Task material:

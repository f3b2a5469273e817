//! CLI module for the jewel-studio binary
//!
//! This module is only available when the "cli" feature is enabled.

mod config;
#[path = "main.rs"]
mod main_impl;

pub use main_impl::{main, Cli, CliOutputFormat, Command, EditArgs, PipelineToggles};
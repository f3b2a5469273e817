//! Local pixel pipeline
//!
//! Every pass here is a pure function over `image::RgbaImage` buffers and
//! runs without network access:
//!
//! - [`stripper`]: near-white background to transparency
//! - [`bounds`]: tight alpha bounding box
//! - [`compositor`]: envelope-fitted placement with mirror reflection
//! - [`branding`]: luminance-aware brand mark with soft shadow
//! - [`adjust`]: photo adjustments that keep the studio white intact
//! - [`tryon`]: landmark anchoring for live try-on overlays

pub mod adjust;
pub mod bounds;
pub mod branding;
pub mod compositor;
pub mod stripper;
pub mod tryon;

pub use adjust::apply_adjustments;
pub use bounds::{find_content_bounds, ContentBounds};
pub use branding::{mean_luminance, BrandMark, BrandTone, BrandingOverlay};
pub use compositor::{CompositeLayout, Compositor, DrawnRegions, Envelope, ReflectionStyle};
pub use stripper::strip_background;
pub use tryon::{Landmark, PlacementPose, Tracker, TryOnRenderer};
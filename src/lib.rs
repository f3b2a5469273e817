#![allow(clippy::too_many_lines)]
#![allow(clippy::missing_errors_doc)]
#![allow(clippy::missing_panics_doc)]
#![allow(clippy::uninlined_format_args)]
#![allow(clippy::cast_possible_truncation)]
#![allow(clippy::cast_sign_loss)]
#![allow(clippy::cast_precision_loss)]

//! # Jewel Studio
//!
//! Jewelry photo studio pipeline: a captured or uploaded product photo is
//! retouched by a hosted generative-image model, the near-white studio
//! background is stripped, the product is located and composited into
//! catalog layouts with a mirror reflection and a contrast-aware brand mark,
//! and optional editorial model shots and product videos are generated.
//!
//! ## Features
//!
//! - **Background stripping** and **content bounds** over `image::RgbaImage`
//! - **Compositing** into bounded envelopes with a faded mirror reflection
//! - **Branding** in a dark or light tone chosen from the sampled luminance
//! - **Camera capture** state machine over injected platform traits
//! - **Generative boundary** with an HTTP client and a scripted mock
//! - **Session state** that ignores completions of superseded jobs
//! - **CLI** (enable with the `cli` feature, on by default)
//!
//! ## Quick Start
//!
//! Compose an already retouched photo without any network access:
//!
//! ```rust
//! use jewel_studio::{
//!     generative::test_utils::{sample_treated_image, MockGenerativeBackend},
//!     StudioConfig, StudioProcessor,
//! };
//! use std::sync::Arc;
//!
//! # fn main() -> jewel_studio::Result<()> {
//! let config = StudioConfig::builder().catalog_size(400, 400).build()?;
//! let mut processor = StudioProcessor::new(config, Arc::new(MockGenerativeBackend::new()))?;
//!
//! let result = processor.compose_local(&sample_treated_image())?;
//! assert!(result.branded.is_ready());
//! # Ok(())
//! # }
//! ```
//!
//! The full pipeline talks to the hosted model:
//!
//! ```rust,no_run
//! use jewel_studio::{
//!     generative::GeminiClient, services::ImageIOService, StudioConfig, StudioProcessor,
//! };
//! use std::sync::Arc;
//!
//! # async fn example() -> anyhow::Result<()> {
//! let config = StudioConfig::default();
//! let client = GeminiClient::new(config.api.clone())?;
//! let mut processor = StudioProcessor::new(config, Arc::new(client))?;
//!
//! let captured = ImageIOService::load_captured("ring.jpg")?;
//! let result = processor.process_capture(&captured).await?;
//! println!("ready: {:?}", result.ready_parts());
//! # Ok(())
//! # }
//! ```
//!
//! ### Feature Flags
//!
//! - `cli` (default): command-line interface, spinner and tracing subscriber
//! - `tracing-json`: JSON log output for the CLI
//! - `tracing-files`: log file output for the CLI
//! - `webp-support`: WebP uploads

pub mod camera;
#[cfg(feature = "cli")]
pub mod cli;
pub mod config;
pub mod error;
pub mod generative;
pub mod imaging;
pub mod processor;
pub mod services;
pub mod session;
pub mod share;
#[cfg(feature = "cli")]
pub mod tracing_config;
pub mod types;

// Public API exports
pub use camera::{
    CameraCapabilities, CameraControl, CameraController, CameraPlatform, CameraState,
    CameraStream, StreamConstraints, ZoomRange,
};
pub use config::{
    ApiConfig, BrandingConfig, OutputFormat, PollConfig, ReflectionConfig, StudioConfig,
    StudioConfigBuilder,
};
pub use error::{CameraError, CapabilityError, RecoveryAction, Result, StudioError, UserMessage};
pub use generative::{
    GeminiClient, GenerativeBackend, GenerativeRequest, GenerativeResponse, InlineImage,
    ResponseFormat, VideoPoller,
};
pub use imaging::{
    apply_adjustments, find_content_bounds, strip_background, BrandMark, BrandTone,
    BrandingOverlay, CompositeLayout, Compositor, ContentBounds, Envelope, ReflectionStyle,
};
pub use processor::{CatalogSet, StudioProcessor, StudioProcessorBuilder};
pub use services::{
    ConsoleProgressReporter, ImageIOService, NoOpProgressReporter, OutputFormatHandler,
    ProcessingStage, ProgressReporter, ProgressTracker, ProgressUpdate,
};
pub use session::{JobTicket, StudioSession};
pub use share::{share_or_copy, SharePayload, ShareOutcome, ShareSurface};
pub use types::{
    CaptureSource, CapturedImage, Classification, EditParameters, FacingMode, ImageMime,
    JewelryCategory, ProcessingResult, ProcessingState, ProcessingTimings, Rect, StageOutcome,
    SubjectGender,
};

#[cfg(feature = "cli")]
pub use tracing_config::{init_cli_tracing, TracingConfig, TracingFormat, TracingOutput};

What to do: Write out, please, all of the material above exactly as written.

Written answer:
repository f3b2a5469273e817
//! CLI module for the jewel-studio binary
//!
//! This module is only available when the "cli" feature is enabled.

mod config;
#[path = "main.rs"]
mod main_impl;

pub use main_impl::{main, Cli, CliOutputFormat, Command, EditArgs, PipelineToggles};
repository f3b2a5469273e817
//! Local pixel pipeline
//!
//! Every pass here is a pure function over `image::RgbaImage` buffers and
//! runs without network access:
//!
//! - [`stripper`]: near-white background to transparency
//! - [`bounds`]: tight alpha bounding box
//! - [`compositor`]: envelope-fitted placement with mirror reflection
//! - [`branding`]: luminance-aware brand mark with soft shadow
//! - [`adjust`]: photo adjustments that keep the studio white intact
//! - [`tryon`]: landmark anchoring for live try-on overlays

pub mod adjust;
pub mod bounds;
pub mod branding;
pub mod compositor;
pub mod stripper;
pub mod tryon;

pub use adjust::apply_adjustments;
pub use bounds::{find_content_bounds, ContentBounds};
pub use branding::{mean_luminance, BrandMark, BrandTone, BrandingOverlay};
pub use compositor::{CompositeLayout, Compositor, DrawnRegions, Envelope, ReflectionStyle};
pub use stripper::strip_background;
pub use tryon::{Landmark, PlacementPose, Tracker, TryOnRenderer};
filename src/lib.rs
repository f3b2a5469273e817
#![allow(clippy::too_many_lines)]
#![allow(clippy::missing_errors_doc)]
#![allow(clippy::missing_panics_doc)]
#![allow(clippy::uninlined_format_args)]
#![allow(clippy::cast_possible_truncation)]
#![allow(clippy::cast_sign_loss)]
#![allow(clippy::cast_precision_loss)]

//! # Jewel Studio
//!
//! Jewelry photo studio pipeline: a captured or uploaded product photo is
//! retouched by a hosted generative-image model, the near-white studio
//! background is stripped, the product is located and composited into
//! catalog layouts with a mirror reflection and a contrast-aware brand mark,
//! and optional editorial model shots and product videos are generated.
//!
//! ## Features
//!
//! - **Background stripping** and **content bounds** over `image::RgbaImage`
//! - **Compositing** into bounded envelopes with a faded mirror reflection
//! - **Branding** in a dark or light tone chosen from the sampled luminance
//! - **Camera capture** state machine over injected platform traits
//! - **Generative boundary** with an HTTP client and a scripted mock
//! - **Session state** that ignores completions of superseded jobs
//! - **CLI** (enable with the `cli` feature, on by default)
//!
//! ## Quick Start
//!
//! Compose an already retouched photo without any network access:
//!
//! ```rust
//! use jewel_studio::{
//!     generative::test_utils::{sample_treated_image, MockGenerativeBackend},
//!     StudioConfig, StudioProcessor,
//! };
//! use std::sync::Arc;
//!
//! # fn main() -> jewel_studio::Result<()> {
//! let config = StudioConfig::builder().catalog_size(400, 400).build()?;
//! let mut processor = StudioProcessor::new(config, Arc::new(MockGenerativeBackend::new()))?;
//!
//! let result = processor.compose_local(&sample_treated_image())?;
//! assert!(result.branded.is_ready());
//! # Ok(())
//! # }
//! ```
//!
//! The full pipeline talks to the hosted model:
//!
//! ```rust,no_run
//! use jewel_studio::{
//!     generative::GeminiClient, services::ImageIOService, StudioConfig, StudioProcessor,
//! };
//! use std::sync::Arc;
//!
//! # async fn example() -> anyhow::Result<()> {
//! let config = StudioConfig::default();
//! let client = GeminiClient::new(config.api.clone())?;
//! let mut processor = StudioProcessor::new(config, Arc::new(client))?;
//!
//! let captured = ImageIOService::load_captured("ring.jpg")?;
//! let result = processor.process_capture(&captured).await?;
//! println!("ready: {:?}", result.ready_parts());
//! # Ok(())
//! # }
//! ```
//!
//! ### Feature Flags
//!
//! - `cli` (default): command-line interface, spinner and tracing subscriber
//! - `tracing-json`: JSON log output for the CLI
//! - `tracing-files`: log file output for the CLI
//! - `webp-support`: WebP uploads

pub mod camera;
#[cfg(feature = "cli")]
pub mod cli;
pub mod config;
pub mod error;
pub mod generative;
pub mod imaging;
pub mod processor;
pub mod services;
pub mod session;
pub mod share;
#[cfg(feature = "cli")]
pub mod tracing_config;
pub mod types;

// Public API exports
pub use camera::{
    CameraCapabilities, CameraControl, CameraController, CameraPlatform, CameraState,
    CameraStream, StreamConstraints, ZoomRange,
};
pub use config::{
    ApiConfig, BrandingConfig, OutputFormat, PollConfig, ReflectionConfig, StudioConfig,
    StudioConfigBuilder,
};
pub use error::{CameraError, CapabilityError, RecoveryAction, Result, StudioError, UserMessage};
pub use generative::{
    GeminiClient, GenerativeBackend, GenerativeRequest, GenerativeResponse, InlineImage,
    ResponseFormat, VideoPoller,
};
pub use imaging::{
    apply_adjustments, find_content_bounds, strip_background, BrandMark, BrandTone,
    BrandingOverlay, CompositeLayout, Compositor, ContentBounds, Envelope, ReflectionStyle,
};
pub use processor::{CatalogSet, StudioProcessor, StudioProcessorBuilder};
pub use services::{
    ConsoleProgressReporter, ImageIOService, NoOpProgressReporter, OutputFormatHandler,
    ProcessingStage, ProgressReporter, ProgressTracker, ProgressUpdate,
};
pub use session::{JobTicket, StudioSession};
pub use share::{share_or_copy, SharePayload, ShareOutcome, ShareSurface};
pub use types::{
    CaptureSource, CapturedImage, Classification, EditParameters, FacingMode, ImageMime,
    JewelryCategory, ProcessingResult, ProcessingState, ProcessingTimings, Rect, StageOutcome,
    SubjectGender,
};

#[cfg(feature = "cli")]
pub use tracing_config::{init_cli_tracing, TracingConfig, TracingFormat, TracingOutput};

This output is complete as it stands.